REQUIRED WORK:
Within the entries below, every line containing "type" is to be copied.

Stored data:

:::::

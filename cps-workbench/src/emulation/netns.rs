//! Linux network-namespace emulation backend
//!
//! Instantiates the topology with one namespace per non-switch device, one
//! bridge per switch and one veth pair per link, shaped with `tc netem`.
//! Packet forwarding is the kernel's job; this module only drives `ip` and
//! `tc`. Hosts must be single-homed (one link, to a switch), which holds for
//! all hub-star blueprints. Requires root.

use crate::emulation::{EmulationBackend, LiveNetwork, NodeHandle, SdnController};
use anyhow::{Context, bail};
use parking_lot::Mutex;
use std::collections::{HashMap, HashSet};
use std::net::Ipv4Addr;
use std::process::{Child, Command, Stdio};
use std::sync::Arc;
use testbed_topology::device::DeviceRole;
use testbed_topology::graph::{EdgeEntry, TopologyGraph};
use tracing::{debug, info};

pub struct NetnsBackend {
    /// Prefix for namespace, bridge and interface names, so several testbeds
    /// can coexist on one machine.
    prefix: String,
}

impl NetnsBackend {
    pub fn new(prefix: impl Into<String>) -> Self {
        Self {
            prefix: prefix.into(),
        }
    }
}

struct HostPlan {
    id: String,
    namespace: String,
}

struct BridgePlan {
    bridge: String,
}

struct LinkPlan {
    host_namespace: String,
    host_ifname: String,
    host_mac: String,
    /// Address in CIDR notation, ready for `ip addr add`.
    host_cidr: String,
    bridge: String,
    bridge_ifname: String,
    netem: Vec<String>,
}

impl EmulationBackend for NetnsBackend {
    fn realize(
        &self,
        graph: &TopologyGraph,
        controller: &SdnController,
    ) -> anyhow::Result<Box<dyn LiveNetwork>> {
        let mut node_ids = Vec::new();
        let mut hosts = Vec::new();
        let mut bridges = HashMap::new();
        for node in graph.nodes() {
            let role = node
                .role()
                .with_context(|| format!("device `{}` has no usable role attribute", node.id))?;
            node_ids.push(node.id.clone());
            if role == DeviceRole::Switch {
                bridges.insert(
                    node.id.clone(),
                    BridgePlan {
                        bridge: format!("{}-{}", self.prefix, node.id),
                    },
                );
            } else {
                hosts.push(HostPlan {
                    id: node.id.clone(),
                    namespace: format!("{}-{}", self.prefix, node.id),
                });
            }
        }

        let mut links = Vec::new();
        let mut attached: HashSet<String> = HashSet::new();
        for (index, edge) in graph.edges().enumerate() {
            let (host_id, switch_id) =
                match (bridges.contains_key(&edge.source), bridges.contains_key(&edge.target)) {
                    (false, true) => (&edge.source, &edge.target),
                    (true, false) => (&edge.target, &edge.source),
                    (true, true) => bail!(
                        "link `{}`-`{}` connects two switches, which the netns backend does not support",
                        edge.source,
                        edge.target
                    ),
                    (false, false) => bail!(
                        "link `{}`-`{}` connects two hosts, which the netns backend does not support",
                        edge.source,
                        edge.target
                    ),
                };
            if !attached.insert(host_id.clone()) {
                bail!("host `{host_id}` has more than one link; the netns backend only supports single-homed hosts");
            }

            let node = graph
                .node(host_id)
                .with_context(|| format!("link endpoint `{host_id}` not found"))?;
            let address: Ipv4Addr = required_attr(node.attr("address"), host_id, "address")?
                .parse()
                .with_context(|| format!("device `{host_id}` has a malformed address"))?;
            let netmask: Ipv4Addr = required_attr(node.attr("netmask"), host_id, "netmask")?
                .parse()
                .with_context(|| format!("device `{host_id}` has a malformed netmask"))?;
            let prefix_len = ipnet::ipv4_mask_to_prefix(netmask)
                .with_context(|| format!("device `{host_id}` has a non-contiguous netmask"))?;
            let mac = required_attr(node.attr("mac"), host_id, "mac")?;

            links.push(LinkPlan {
                host_namespace: format!("{}-{}", self.prefix, host_id),
                host_ifname: format!("{}-l{index}h", self.prefix),
                host_mac: mac.to_string(),
                host_cidr: format!("{address}/{prefix_len}"),
                bridge: bridges[switch_id.as_str()].bridge.clone(),
                bridge_ifname: format!("{}-l{index}b", self.prefix),
                netem: shaping_args(edge)?,
            });
        }

        Ok(Box::new(NetnsNetwork {
            controller: controller.clone(),
            node_ids,
            hosts,
            bridges: bridges.into_values().collect(),
            links,
            children: Arc::new(Mutex::new(Vec::new())),
        }))
    }
}

fn required_attr<'a>(value: Option<&'a str>, device: &str, key: &str) -> anyhow::Result<&'a str> {
    value.with_context(|| format!("device `{device}` has no `{key}` attribute"))
}

/// Link attributes come back from the exchange format as text; the shaping
/// parameters are reparsed here.
fn shaping_args(edge: &EdgeEntry) -> anyhow::Result<Vec<String>> {
    let bandwidth = numeric_attr(edge, "bandwidth")?.unwrap_or(0.0);
    let delay = numeric_attr(edge, "delay")?.unwrap_or(0.0);
    let loss = numeric_attr(edge, "loss")?.unwrap_or(0.0);

    let mut args = Vec::new();
    if bandwidth > 0.0 {
        args.extend(["rate".to_string(), format!("{bandwidth}mbit")]);
    }
    if delay > 0.0 {
        args.extend(["delay".to_string(), format!("{delay}ms")]);
    }
    if loss > 0.0 {
        args.extend(["loss".to_string(), format!("{loss}%")]);
    }
    Ok(args)
}

fn numeric_attr(edge: &EdgeEntry, key: &str) -> anyhow::Result<Option<f64>> {
    edge.attr(key)
        .map(|value| {
            value
                .parse::<f64>()
                .with_context(|| format!("link attribute `{key}` is not numeric: `{value}`"))
        })
        .transpose()
}

struct NetnsNetwork {
    controller: SdnController,
    node_ids: Vec<String>,
    hosts: Vec<HostPlan>,
    bridges: Vec<BridgePlan>,
    links: Vec<LinkPlan>,
    children: Arc<Mutex<Vec<Child>>>,
}

impl LiveNetwork for NetnsNetwork {
    fn start(&mut self) -> anyhow::Result<()> {
        info!(
            controller = %self.controller.name,
            port = self.controller.listen_port,
            "starting netns emulation"
        );

        for bridge in &self.bridges {
            run(Command::new("ip").args(["link", "add", &bridge.bridge, "type", "bridge"]))?;
            run(Command::new("ip").args(["link", "set", &bridge.bridge, "up"]))?;
        }
        for host in &self.hosts {
            run(Command::new("ip").args(["netns", "add", &host.namespace]))?;
            run(Command::new("ip").args(["-n", &host.namespace, "link", "set", "lo", "up"]))?;
        }
        for link in &self.links {
            run(Command::new("ip").args([
                "link",
                "add",
                &link.host_ifname,
                "type",
                "veth",
                "peer",
                "name",
                &link.bridge_ifname,
            ]))?;
            run(Command::new("ip").args([
                "link",
                "set",
                &link.host_ifname,
                "netns",
                &link.host_namespace,
            ]))?;
            run(Command::new("ip").args(["link", "set", &link.bridge_ifname, "master", &link.bridge]))?;
            run(Command::new("ip").args(["link", "set", &link.bridge_ifname, "up"]))?;
            run(Command::new("ip").args([
                "-n",
                &link.host_namespace,
                "link",
                "set",
                &link.host_ifname,
                "address",
                &link.host_mac,
            ]))?;
            run(Command::new("ip").args([
                "-n",
                &link.host_namespace,
                "addr",
                "add",
                &link.host_cidr,
                "dev",
                &link.host_ifname,
            ]))?;
            run(Command::new("ip").args([
                "-n",
                &link.host_namespace,
                "link",
                "set",
                &link.host_ifname,
                "up",
            ]))?;

            if !link.netem.is_empty() {
                // Shape both directions of the veth pair
                let mut host_side = Command::new("ip");
                host_side.args([
                    "netns",
                    "exec",
                    &link.host_namespace,
                    "tc",
                    "qdisc",
                    "add",
                    "dev",
                    &link.host_ifname,
                    "root",
                    "netem",
                ]);
                host_side.args(&link.netem);
                run(&mut host_side)?;

                let mut bridge_side = Command::new("tc");
                bridge_side.args(["qdisc", "add", "dev", &link.bridge_ifname, "root", "netem"]);
                bridge_side.args(&link.netem);
                run(&mut bridge_side)?;
            }
        }
        Ok(())
    }

    fn stop(&mut self) -> anyhow::Result<()> {
        info!("stopping netns emulation");

        // Device processes die with their namespaces; reap them first so no
        // namespace stays pinned by a live process.
        for child in self.children.lock().iter_mut() {
            if let Err(error) = child.kill() {
                debug!(%error, "background process already gone");
            }
            let _ = child.wait();
        }

        let mut failures = Vec::new();
        for host in &self.hosts {
            if let Err(error) = run(Command::new("ip").args(["netns", "del", &host.namespace])) {
                failures.push(format!("{}: {error:#}", host.namespace));
            }
        }
        for bridge in &self.bridges {
            if let Err(error) = run(Command::new("ip").args(["link", "del", &bridge.bridge])) {
                failures.push(format!("{}: {error:#}", bridge.bridge));
            }
        }
        if !failures.is_empty() {
            bail!(
                "emulation teardown left resources behind: {}",
                failures.join("; ")
            );
        }
        Ok(())
    }

    fn node(&self, id: &str) -> anyhow::Result<Box<dyn NodeHandle>> {
        let host = self
            .hosts
            .iter()
            .find(|h| h.id == id)
            .with_context(|| format!("no emulated host named `{id}`"))?;
        Ok(Box::new(NetnsNode {
            namespace: host.namespace.clone(),
            children: self.children.clone(),
        }))
    }

    fn node_ids(&self) -> Vec<String> {
        self.node_ids.clone()
    }

    fn describe(&self) -> String {
        format!(
            "netns emulation: {} hosts, {} switches, {} links (controller `{}` on port {})",
            self.hosts.len(),
            self.bridges.len(),
            self.links.len(),
            self.controller.name,
            self.controller.listen_port
        )
    }
}

struct NetnsNode {
    namespace: String,
    children: Arc<Mutex<Vec<Child>>>,
}

impl NodeHandle for NetnsNode {
    fn run(&self, command: &str) -> anyhow::Result<String> {
        run(Command::new("ip").args(["netns", "exec", &self.namespace, "sh", "-c", command]))
    }

    fn spawn_background(&self, command: &str) -> anyhow::Result<u32> {
        debug!(namespace = %self.namespace, command, "spawning background process");
        let child = Command::new("ip")
            .args(["netns", "exec", &self.namespace, "sh", "-c", command])
            .stdin(Stdio::null())
            .stdout(Stdio::null())
            .stderr(Stdio::null())
            .spawn()
            .with_context(|| {
                format!("failed to spawn `{command}` in namespace {}", self.namespace)
            })?;
        let pid = child.id();
        self.children.lock().push(child);
        Ok(pid)
    }
}

fn run(command: &mut Command) -> anyhow::Result<String> {
    debug!(?command, "exec");
    let output = command
        .output()
        .with_context(|| format!("failed to execute {command:?}"))?;
    if !output.status.success() {
        bail!(
            "{command:?} failed ({}): {}",
            output.status,
            String::from_utf8_lossy(&output.stderr).trim()
        );
    }
    Ok(String::from_utf8_lossy(&output.stdout).into_owned())
}

#[cfg(test)]
mod tests {
    use super::*;
    use testbed_topology::blueprint;
    use testbed_topology::device::DeviceSpec;
    use testbed_topology::link::LinkSpec;

    fn controller() -> SdnController {
        SdnController::new("pox", 6634)
    }

    #[test]
    fn realize_plans_one_namespace_per_host() {
        let graph = blueprint::build("level1", true).unwrap();
        let net = NetnsBackend::new("tb").realize(&graph, &controller()).unwrap();

        assert_eq!(net.node_ids().len(), 11);
        assert!(net.describe().contains("10 hosts, 1 switches, 10 links"));
        assert!(net.node("plc1").is_ok());
        assert!(net.node("s3").is_err());
        assert!(net.node("nope").is_err());
    }

    #[test]
    fn host_to_host_links_are_rejected() {
        let mut graph = TopologyGraph::new("t");
        for (id, octet) in [("plc1", 10), ("plc2", 20)] {
            let device = DeviceSpec::host(
                id,
                DeviceRole::Controller,
                &format!("192.168.1.{octet}"),
                "255.255.255.0",
                &format!("00:1d:9c:c7:b0:{octet:02x}"),
            )
            .unwrap();
            graph.add_device(&device).unwrap();
        }
        let link = LinkSpec::new("0", 30.0, 0.0, 0.0).unwrap();
        graph.add_link("plc1", "plc2", &link).unwrap();

        let result = NetnsBackend::new("tb").realize(&graph, &controller());
        assert!(result.is_err());
    }

    #[test]
    fn shaping_skips_zero_valued_parameters() {
        let graph = blueprint::build("level1", false).unwrap();
        let edge = graph.edges().next().unwrap();
        // 30 Mbps, no delay, no loss
        assert_eq!(shaping_args(edge).unwrap(), ["rate", "30mbit"]);
    }

    #[test]
    fn non_numeric_shaping_attributes_are_reported() {
        let mut graph = TopologyGraph::new("t");
        graph.add_device(&DeviceSpec::switch("s3")).unwrap();
        let device = DeviceSpec::host(
            "plc1",
            DeviceRole::Controller,
            "192.168.1.10",
            "255.255.255.0",
            "00:1d:9c:c7:b0:01",
        )
        .unwrap();
        graph.add_device(&device).unwrap();
        let mut attrs = testbed_topology::Attrs::new();
        attrs.insert("bandwidth".to_string(), "fast".to_string());
        graph.add_edge("plc1", "s3", attrs).unwrap();

        let result = NetnsBackend::new("tb").realize(&graph, &controller());
        assert!(result.is_err());
    }
}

:::::

RESULT BELOW:
            run(Command::new("ip").args(["link", "add", &bridge.bridge, "type", "bridge"]))?;
                "type",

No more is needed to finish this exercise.